DATA:

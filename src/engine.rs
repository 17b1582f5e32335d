//! Reconciliation engine
//!
//! Orchestrates one discovery pass: snapshot the registry, resolve the
//! subnet, sweep it, enrich the observations, then diff against the prior
//! snapshot and persist the outcome with state-change alerts.

use anyhow::{anyhow, Result};
use chrono::{DateTime, Utc};
use pnet::util::MacAddr;
use std::collections::{BTreeMap, HashMap, HashSet};
use std::net::Ipv4Addr;

use crate::config::EngineConfig;
use crate::database::{queries, AlertRecord, AlertType, Database, DeviceRecord};
use crate::enrich::{enrich_observed, LookupPlan};
use crate::models::{device_label, normalize_mac, Enrichment};
use crate::network::{resolve_local_subnet, sweep_targets};
use crate::scanner::arp_sweep;

/// The discovery-reconciliation orchestrator
///
/// Only one cycle may be in flight at a time; a trigger that fires while a
/// cycle is still running is skipped, never run in parallel.
pub struct ReconciliationEngine {
    db: Database,
    config: EngineConfig,
    cycle_gate: tokio::sync::Mutex<()>,
    last_cycle: std::sync::Mutex<Option<DateTime<Utc>>>,
}

impl ReconciliationEngine {
    pub fn new(db: Database, config: EngineConfig) -> Self {
        Self {
            db,
            config,
            cycle_gate: tokio::sync::Mutex::new(()),
            last_cycle: std::sync::Mutex::new(None),
        }
    }

    pub fn config(&self) -> &EngineConfig {
        &self.config
    }

    /// When the last successful cycle completed, if any
    pub fn last_cycle(&self) -> Option<DateTime<Utc>> {
        self.last_cycle.lock().ok().and_then(|guard| *guard)
    }

    /// Cheap snapshot read, no network I/O
    pub fn get_devices(&self) -> Result<Vec<DeviceRecord>> {
        let conn = self.db.connection();
        let conn = conn
            .lock()
            .map_err(|_| anyhow!("Database connection lock poisoned"))?;
        queries::get_all_devices(&conn)
    }

    /// Set or clear a device's user-assigned label
    pub fn rename_device(&self, mac: &str, name: &str) -> Result<()> {
        let mac = normalize_mac(mac)?;
        let conn = self.db.connection();
        let conn = conn
            .lock()
            .map_err(|_| anyhow!("Database connection lock poisoned"))?;
        queries::rename_device(&conn, &mac, name)
    }

    /// All alerts, newest-first
    pub fn list_alerts(&self) -> Result<Vec<AlertRecord>> {
        let conn = self.db.connection();
        let conn = conn
            .lock()
            .map_err(|_| anyhow!("Database connection lock poisoned"))?;
        queries::get_alerts(&conn)
    }

    /// Run one cycle unless the previous one finished inside the scan interval
    ///
    /// The staleness gate is an explicit caller decision, not hidden state:
    /// callers wanting an unconditional pass use `run_cycle` directly.
    pub async fn run_cycle_if_due(&self) -> Result<Vec<DeviceRecord>> {
        if let Some(last) = self.last_cycle() {
            let interval = chrono::Duration::seconds(self.config.scan_interval.as_secs() as i64);
            if Utc::now().signed_duration_since(last) < interval {
                tracing::debug!("Last cycle still fresh; returning snapshot without sweeping");
                return self.get_devices();
            }
        }
        self.run_cycle().await
    }

    /// Trigger one full sweep+enrich+diff+persist pass
    ///
    /// Environment failures (no subnet) and sweep failures degrade to a
    /// no-op cycle returning the prior snapshot. Store failures propagate.
    pub async fn run_cycle(&self) -> Result<Vec<DeviceRecord>> {
        let _cycle = match self.cycle_gate.try_lock() {
            Ok(guard) => guard,
            Err(_) => {
                tracing::warn!("Reconciliation cycle already in flight; skipping this trigger");
                return self.get_devices();
            }
        };

        let prior = self.get_devices()?;

        let local = match resolve_local_subnet(&self.config.probe_target) {
            Ok(Some(local)) => local,
            Ok(None) => {
                tracing::warn!("No usable subnet detected; skipping sweep this cycle");
                return Ok(prior);
            }
            Err(e) => {
                tracing::warn!("Subnet detection failed: {:#}; skipping sweep this cycle", e);
                return Ok(prior);
            }
        };

        let (subnet, targets) = match sweep_targets(&local.interface) {
            Ok(expanded) => expanded,
            Err(e) => {
                tracing::warn!("Target expansion failed: {:#}; skipping sweep this cycle", e);
                return Ok(prior);
            }
        };

        let interface = local.interface.clone();
        let arp_timeout = self.config.arp_timeout;
        let sweep = tokio::task::spawn_blocking(move || {
            arp_sweep(&interface, &targets, &subnet, arp_timeout)
        })
        .await;

        let observed = match sweep {
            Ok(Ok(observed)) => observed,
            Ok(Err(e)) => {
                tracing::warn!("ARP sweep failed: {:#}; keeping previous snapshot", e);
                return Ok(prior);
            }
            Err(e) => {
                tracing::warn!("ARP sweep task failed: {}; keeping previous snapshot", e);
                return Ok(prior);
            }
        };

        let seen = normalize_observations(observed);
        let now = Utc::now();

        let known: HashMap<&str, &DeviceRecord> =
            prior.iter().map(|d| (d.mac.as_str(), d)).collect();

        let mut plans: HashMap<String, LookupPlan> = HashMap::new();
        for mac in seen.keys() {
            plans.insert(
                mac.clone(),
                LookupPlan::for_device(known.get(mac.as_str()).copied(), &self.config, now),
            );
        }

        let enrichment = enrich_observed(&seen, &plans, &self.config).await;

        apply_sweep(&self.db, &prior, &seen, &enrichment, now)?;

        if let Ok(mut guard) = self.last_cycle.lock() {
            *guard = Some(now);
        }

        self.get_devices()
    }
}

/// Convert raw sweep output into the normalized `seen` map
///
/// Keyed by normalized MAC. Iteration over the raw map is IP-sorted first
/// so a MAC answering from two addresses resolves deterministically.
fn normalize_observations(observed: HashMap<Ipv4Addr, MacAddr>) -> BTreeMap<String, Ipv4Addr> {
    let mut pairs: Vec<(Ipv4Addr, MacAddr)> = observed.into_iter().collect();
    pairs.sort_by_key(|(ip, _)| *ip);

    let mut seen = BTreeMap::new();
    for (ip, mac) in pairs {
        match normalize_mac(&mac.to_string()) {
            Ok(mac) => {
                seen.insert(mac, ip);
            }
            Err(e) => {
                tracing::warn!("Discarding ARP reply with malformed MAC: {}", e);
            }
        }
    }
    seen
}

/// Apply one sweep's observations to the store and emit alerts
///
/// This is the network-free core of the cycle: a single deterministic pass
/// over `seen` in MAC order, then the bulk offline flip, then offline
/// alerts for everything that vanished. The diff decisions come from the
/// `prior` snapshot taken before the sweep, so a device can never be both
/// "new" and "back online" in the same cycle.
pub fn apply_sweep(
    db: &Database,
    prior: &[DeviceRecord],
    seen: &BTreeMap<String, Ipv4Addr>,
    enrichment: &HashMap<String, Enrichment>,
    now: DateTime<Utc>,
) -> Result<()> {
    let known: HashMap<&str, &DeviceRecord> = prior.iter().map(|d| (d.mac.as_str(), d)).collect();
    let online_before: HashSet<&str> = prior
        .iter()
        .filter(|d| d.online)
        .map(|d| d.mac.as_str())
        .collect();

    let conn = db.connection();
    let conn = conn
        .lock()
        .map_err(|_| anyhow!("Database connection lock poisoned"))?;

    for (mac, ip) in seen {
        let ip = ip.to_string();
        let extra = enrichment.get(mac);
        let hostname = extra.and_then(|e| e.hostname.as_deref());
        let vendor = extra.and_then(|e| e.vendor.as_deref());

        queries::upsert_device(&conn, mac, &ip, hostname, vendor, now)?;

        match known.get(mac.as_str()) {
            None => {
                let label = hostname.unwrap_or(ip.as_str());
                queries::insert_alert(
                    &conn,
                    AlertType::NewDevice,
                    mac,
                    &ip,
                    &format!("New device detected: {} @ {}", mac, label),
                    now,
                )?;
            }
            Some(prev) if !online_before.contains(mac.as_str()) => {
                let hostname = hostname.or(prev.hostname.as_deref());
                let label = device_label(prev.name.as_deref(), hostname, &ip);
                queries::insert_alert(
                    &conn,
                    AlertType::DeviceBackOnline,
                    mac,
                    &ip,
                    &format!("Device back online: {} @ {}", mac, label),
                    now,
                )?;
            }
            Some(_) => {
                // Already online: timestamp/IP/enrichment refresh only.
            }
        }
    }

    let seen_macs: Vec<&str> = seen.keys().map(String::as_str).collect();
    queries::mark_offline(&conn, &seen_macs)?;

    // `prior` is MAC-ordered, so offline alerts come out in stable order too.
    for device in prior {
        if device.online && !seen.contains_key(&device.mac) {
            let label = device_label(
                device.name.as_deref(),
                device.hostname.as_deref(),
                &device.ip,
            );
            queries::insert_alert(
                &conn,
                AlertType::DeviceOffline,
                &device.mac,
                &device.ip,
                &format!("Device went offline: {} @ {}", device.mac, label),
                now,
            )?;
        }
    }

    Ok(())
}

#[cfg(test)]
mod tests {
    use super::*;

    #[test]
    fn test_normalize_observations_keys_by_lowercase_mac() {
        let mut observed = HashMap::new();
        observed.insert(
            "192.168.1.20".parse().unwrap(),
            MacAddr(0xAA, 0xBB, 0xCC, 0xDD, 0xEE, 0x01),
        );
        observed.insert(
            "192.168.1.5".parse().unwrap(),
            MacAddr(0xAA, 0xBB, 0xCC, 0xDD, 0xEE, 0x02),
        );

        let seen = normalize_observations(observed);
        assert_eq!(seen.len(), 2);
        assert_eq!(
            seen.get("aa:bb:cc:dd:ee:01"),
            Some(&"192.168.1.20".parse().unwrap())
        );

        // BTreeMap iteration is MAC-ascending regardless of reply order.
        let macs: Vec<&String> = seen.keys().collect();
        assert_eq!(macs, vec!["aa:bb:cc:dd:ee:01", "aa:bb:cc:dd:ee:02"]);
    }

    #[test]
    fn test_normalize_observations_duplicate_mac_resolves_by_highest_ip() {
        let mut observed = HashMap::new();
        let mac = MacAddr(0xAA, 0xBB, 0xCC, 0xDD, 0xEE, 0x01);
        observed.insert("192.168.1.20".parse().unwrap(), mac);
        observed.insert("192.168.1.5".parse().unwrap(), mac);

        let seen = normalize_observations(observed);
        assert_eq!(seen.len(), 1);
        assert_eq!(
            seen.get("aa:bb:cc:dd:ee:01"),
            Some(&"192.168.1.20".parse().unwrap())
        );
    }
}
//! Structured logging module
//!
//! Provides file-based logging with rotation and structured log output.

pub mod macros;

use std::path::PathBuf;
use tracing_appender::rolling::{RollingFileAppender, Rotation};
use tracing_subscriber::{fmt, layer::SubscriberExt, util::SubscriberInitExt, EnvFilter};

/// Initialize the logging system
///
/// Creates the log directory and sets up daily rotating log files.
///
/// Set `RUST_LOG` to control the level (`info` by default):
/// - `RUST_LOG=debug` for debug level
/// - `RUST_LOG=trace` for trace level
pub fn init_logging() -> Result<PathBuf, Box<dyn std::error::Error>> {
    let log_dir = get_log_directory()?;

    std::fs::create_dir_all(&log_dir)?;

    // Create file appender with daily rotation
    let file_appender = RollingFileAppender::new(Rotation::DAILY, &log_dir, "netview.log");

    // Create console layer (for stderr)
    let console_layer = fmt::layer()
        .with_writer(std::io::stderr)
        .with_target(false)
        .compact();

    // Create file layer
    let file_layer = fmt::layer()
        .with_writer(file_appender)
        .with_ansi(false) // No ANSI colors in file
        .with_target(true)
        .with_file(true)
        .with_line_number(true)
        .json(); // JSON format for easier parsing

    let filter = EnvFilter::try_from_default_env().or_else(|_| EnvFilter::try_new("info"))?;

    let init_result = tracing_subscriber::registry()
        .with(filter)
        .with(console_layer)
        .with(file_layer)
        .try_init();

    if let Err(e) = init_result {
        // Avoid panicking when another subsystem/test already installed a global subscriber.
        if e.to_string().contains("already been set") {
            return Ok(log_dir);
        }
        return Err(Box::new(e));
    }

    tracing::info!("Logging initialized. Log directory: {}", log_dir.display());

    Ok(log_dir)
}

/// Get log directory path
///
/// Returns: `%APPDATA%/netview/logs` on Windows,
///          `~/.config/netview/logs` on Linux/macOS
fn get_log_directory() -> Result<PathBuf, Box<dyn std::error::Error>> {
    let base_dir = if cfg!(target_os = "windows") {
        dirs::data_local_dir()
            .ok_or("Could not find APPDATA directory")?
            .join("netview")
    } else {
        dirs::config_dir()
            .ok_or("Could not find config directory")?
            .join("netview")
    };

    Ok(base_dir.join("logs"))
}
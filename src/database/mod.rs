//! SQLite persistence layer
//!
//! Device registry (keyed by MAC) and the bounded alert log

mod connection;
pub mod models;
pub mod queries;
mod schema;

pub use connection::Database;
pub use models::{AlertRecord, AlertType, DeviceRecord};
//! Database schema definitions
//!
//! Creates and manages the SQLite tables

use anyhow::{Context, Result};
use rusqlite::Connection;

/// Create all database tables
pub fn create_tables(conn: &Connection) -> Result<()> {
    conn.execute_batch(
        r#"
        -- Devices table: unique devices by MAC address
        CREATE TABLE IF NOT EXISTS devices (
            mac TEXT PRIMARY KEY,
            ip TEXT NOT NULL,
            online INTEGER NOT NULL DEFAULT 0,
            first_seen TEXT NOT NULL,
            last_seen TEXT NOT NULL
        );

        -- Alerts table: state-change notifications
        CREATE TABLE IF NOT EXISTS alerts (
            id INTEGER PRIMARY KEY AUTOINCREMENT,
            type TEXT NOT NULL,
            mac TEXT NOT NULL,
            ip TEXT,
            timestamp TEXT NOT NULL,
            message TEXT NOT NULL
        );

        -- Indexes for performance
        CREATE INDEX IF NOT EXISTS idx_devices_online ON devices(online);
        CREATE INDEX IF NOT EXISTS idx_alerts_timestamp ON alerts(timestamp);
        CREATE INDEX IF NOT EXISTS idx_alerts_dedupe ON alerts(type, mac, timestamp);
        "#,
    )
    .context("Failed to create database tables")?;

    // The device schema has grown over the system's life (name, then
    // hostname/vendor). Older databases are migrated column-by-column.
    for column in ["name", "hostname", "vendor"] {
        if !table_has_column(conn, "devices", column)? {
            conn.execute(
                &format!("ALTER TABLE devices ADD COLUMN {} TEXT", column),
                [],
            )
            .with_context(|| format!("Failed to migrate devices table with {} column", column))?;
        }
    }

    Ok(())
}

/// Check whether a table already carries a column (for backward-compatible migration)
fn table_has_column(conn: &Connection, table: &str, column: &str) -> Result<bool> {
    conn.prepare(&format!("PRAGMA table_info({})", table))
        .and_then(|mut stmt| {
            let mut rows = stmt.query([])?;
            while let Some(row) = rows.next()? {
                let col_name: String = row.get(1)?;
                if col_name == column {
                    return Ok(true);
                }
            }
            Ok(false)
        })
        .with_context(|| format!("Failed to inspect {} table schema", table))
}

/// Drop all tables (for testing/reset)
#[allow(dead_code)]
pub fn drop_tables(conn: &Connection) -> Result<()> {
    conn.execute_batch(
        r#"
        DROP TABLE IF EXISTS alerts;
        DROP TABLE IF EXISTS devices;
        "#,
    )
    .context("Failed to drop tables")?;

    Ok(())
}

PROBLEM DESCRIPTION:
In the listing, return each line containing the string "Option".

RESULT OF THIS TASK:
    last_cycle: std::sync::Mutex<Option<DateTime<Utc>>>,
    pub fn last_cycle(&self) -> Option<DateTime<Utc>> {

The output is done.